== RECORDS FOR PROCESSING

//! HiveDB maintenance tool
//!
//! Offline operations against a storage root: inspect tenants, scan and
//! clean the legacy single-file layout, run health checks and repair.

use anyhow::{bail, Context};
use hivedb_core::storage::{StorageConfig, StorageEngine};
use std::path::PathBuf;

const USAGE: &str = "\
hivedb-admin - HiveDB maintenance tool

USAGE:
    hivedb-admin [--data-dir DIR] <COMMAND>

COMMANDS:
    tenants              List cataloged tenants
    legacy               List legacy single-file store artifacts
    legacy --clean       Delete legacy artifacts (one-way migration)
    health [TENANT]      Health report for a tenant, or the catalog
    health --all         Health report for every cataloged tenant
    repair [TENANT]      Auto-repair a tenant, or the catalog + orphan sweep
";

fn main() -> anyhow::Result<()> {
    let mut args: Vec<String> = std::env::args().skip(1).collect();

    let mut data_dir = PathBuf::from("data");
    if args.first().map(String::as_str) == Some("--data-dir") {
        if args.len() < 2 {
            bail!("--data-dir requires a value\n\n{USAGE}");
        }
        data_dir = PathBuf::from(args.remove(1));
        args.remove(0);
    }

    let Some(command) = args.first().cloned() else {
        bail!("missing command\n\n{USAGE}");
    };

    let engine = StorageEngine::new(StorageConfig {
        data_dir: data_dir.clone(),
        ..Default::default()
    })
    .with_context(|| format!("failed to open storage root {data_dir:?}"))?;

    match command.as_str() {
        "tenants" => {
            let tenants = engine.list_tenants()?;
            if tenants.is_empty() {
                println!("no tenants");
            }
            for tenant in tenants {
                let marker = if tenant.is_test { " [test]" } else { "" };
                println!("{}  {}{}", tenant.id, tenant.name, marker);
            }
        }
        "legacy" => {
            if args.get(1).map(String::as_str) == Some("--clean") {
                let removed = engine.clean_legacy()?;
                println!("removed {removed} legacy artifact(s)");
            } else {
                let artifacts = engine.legacy_artifacts()?;
                if artifacts.is_empty() {
                    println!("no legacy artifacts");
                }
                for path in artifacts {
                    println!("{}", path.display());
                }
            }
        }
        "health" => match args.get(1).map(String::as_str) {
            Some("--all") => {
                let reports = engine.check_all()?;
                println!("{}", serde_json::to_string_pretty(&reports)?);
            }
            tenant => {
                let report = engine.check_health(tenant);
                println!("{}", serde_json::to_string_pretty(&report)?);
            }
        },
        "repair" => {
            let outcome = engine.auto_fix(args.get(1).map(String::as_str));
            println!("{}", serde_json::to_string_pretty(&outcome)?);
        }
        other => bail!("unknown command {other:?}\n\n{USAGE}"),
    }

    engine.shutdown();
    Ok(())
}
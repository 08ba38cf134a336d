//! Tenant directory layout
//!
//! Current layout: `<root>/catalog.db` plus one `<root>/<tenant id>/`
//! directory per tenant holding `tenant.db` and its engine sidecar files.
//! The legacy layout (`<root>/tenant_<id>.db` plus `-wal`/`-shm` sidecars)
//! is detected and cleaned by maintenance tooling but never written.

use crate::{config, HiveError, Result};
use regex::Regex;
use std::path::{Path, PathBuf};
use std::sync::LazyLock;
use tracing::{info, warn};

static UUID_SHAPE: LazyLock<Regex> = LazyLock::new(|| {
    Regex::new(r"^[0-9a-fA-F]{8}-[0-9a-fA-F]{4}-[0-9a-fA-F]{4}-[0-9a-fA-F]{4}-[0-9a-fA-F]{12}$")
        .unwrap()
});

static LEGACY_FILE: LazyLock<Regex> = LazyLock::new(|| {
    Regex::new(&format!(
        r"^{}[A-Za-z0-9_-]+\.db(-wal|-shm)?$",
        config::LEGACY_PREFIX
    ))
    .unwrap()
});

/// Sanitize a tenant id into a filesystem-safe directory name.
///
/// Canonical UUIDs pass through unchanged, hyphens included (stripping them
/// would collide distinct identifiers and break catalog lookups). Anything
/// else keeps only `[A-Za-z0-9_-]`. May return an empty string; callers
/// must treat that as a validation failure.
pub fn sanitize(tenant_id: &str) -> String {
    if UUID_SHAPE.is_match(tenant_id) {
        return tenant_id.to_string();
    }
    tenant_id
        .chars()
        .filter(|c| c.is_ascii_alphanumeric() || *c == '_' || *c == '-')
        .collect()
}

/// Maps tenant identifiers to isolated on-disk storage locations.
#[derive(Debug, Clone)]
pub struct TenantLayout {
    root: PathBuf,
}

impl TenantLayout {
    /// Open a layout rooted at `root`, creating it if absent.
    pub fn new(root: impl Into<PathBuf>) -> Result<Self> {
        let root = root.into();
        std::fs::create_dir_all(&root)?;
        Ok(Self { root })
    }

    /// Storage root directory.
    pub fn root(&self) -> &Path {
        &self.root
    }

    /// Path of the shared catalog database.
    pub fn catalog_path(&self) -> PathBuf {
        self.root.join(config::CATALOG_FILE)
    }

    /// Resolve a tenant id to its store file path, creating the tenant
    /// directory if absent. Idempotent.
    pub fn resolve(&self, tenant_id: &str) -> Result<PathBuf> {
        let dir = self.tenant_dir(tenant_id)?;
        std::fs::create_dir_all(&dir)?;
        Ok(dir.join(config::TENANT_FILE))
    }

    /// Directory a tenant id maps to, without creating anything.
    pub fn tenant_dir(&self, tenant_id: &str) -> Result<PathBuf> {
        let clean = sanitize(tenant_id);
        if clean.is_empty() {
            return Err(HiveError::Validation(format!(
                "tenant id {tenant_id:?} contains no usable characters"
            )));
        }
        Ok(self.root.join(clean))
    }

    /// Names of tenant directories currently present under the root.
    pub fn list_tenant_dirs(&self) -> Result<Vec<String>> {
        let mut dirs = Vec::new();
        for entry in std::fs::read_dir(&self.root)? {
            let entry = entry?;
            if !entry.file_type()?.is_dir() {
                continue;
            }
            let name = entry.file_name().to_string_lossy().to_string();
            if name.starts_with('.') {
                continue;
            }
            dirs.push(name);
        }
        dirs.sort();
        Ok(dirs)
    }

    /// Enumerate legacy single-file stores (`tenant_<id>.db`) and their
    /// sidecar files at the root.
    pub fn legacy_artifacts(&self) -> Result<Vec<PathBuf>> {
        let mut artifacts = Vec::new();
        for entry in std::fs::read_dir(&self.root)? {
            let entry = entry?;
            if !entry.file_type()?.is_file() {
                continue;
            }
            let name = entry.file_name().to_string_lossy().to_string();
            if LEGACY_FILE.is_match(&name) {
                artifacts.push(entry.path());
            }
        }
        artifacts.sort();
        Ok(artifacts)
    }

    /// Delete every legacy artifact. One-way migration cleanup; returns the
    /// number of files removed.
    pub fn clean_legacy(&self) -> Result<usize> {
        let artifacts = self.legacy_artifacts()?;
        let mut removed = 0;
        for path in artifacts {
            match std::fs::remove_file(&path) {
                Ok(()) => removed += 1,
                Err(e) => warn!("failed to remove legacy artifact {:?}: {}", path, e),
            }
        }
        if removed > 0 {
            info!("Removed {} legacy artifact(s)", removed);
        }
        Ok(removed)
    }

    /// Recursively delete a tenant's directory. Best-effort: absent
    /// directories and partial failures are logged, never raised.
    pub fn remove(&self, tenant_id: &str) {
        let dir = match self.tenant_dir(tenant_id) {
            Ok(dir) => dir,
            Err(_) => return,
        };
        if !dir.exists() {
            return;
        }
        match std::fs::remove_dir_all(&dir) {
            Ok(()) => info!("Removed tenant directory {:?}", dir),
            Err(e) => warn!("failed to fully remove tenant directory {:?}: {}", dir, e),
        }
    }
}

====

- **TASK TO COMPLETE**
Beginning at the line above that contains "tenants, scan and", return each line exactly through the line that contains "single-file store artifacts", and no others.

- **TASK ANSWER**
//! Offline operations against a storage root: inspect tenants, scan and
//! clean the legacy single-file layout, run health checks and repair.

use anyhow::{bail, Context};
use hivedb_core::storage::{StorageConfig, StorageEngine};
use std::path::PathBuf;

const USAGE: &str = "\
hivedb-admin - HiveDB maintenance tool

USAGE:
    hivedb-admin [--data-dir DIR] <COMMAND>

COMMANDS:
    tenants              List cataloged tenants
    legacy               List legacy single-file store artifacts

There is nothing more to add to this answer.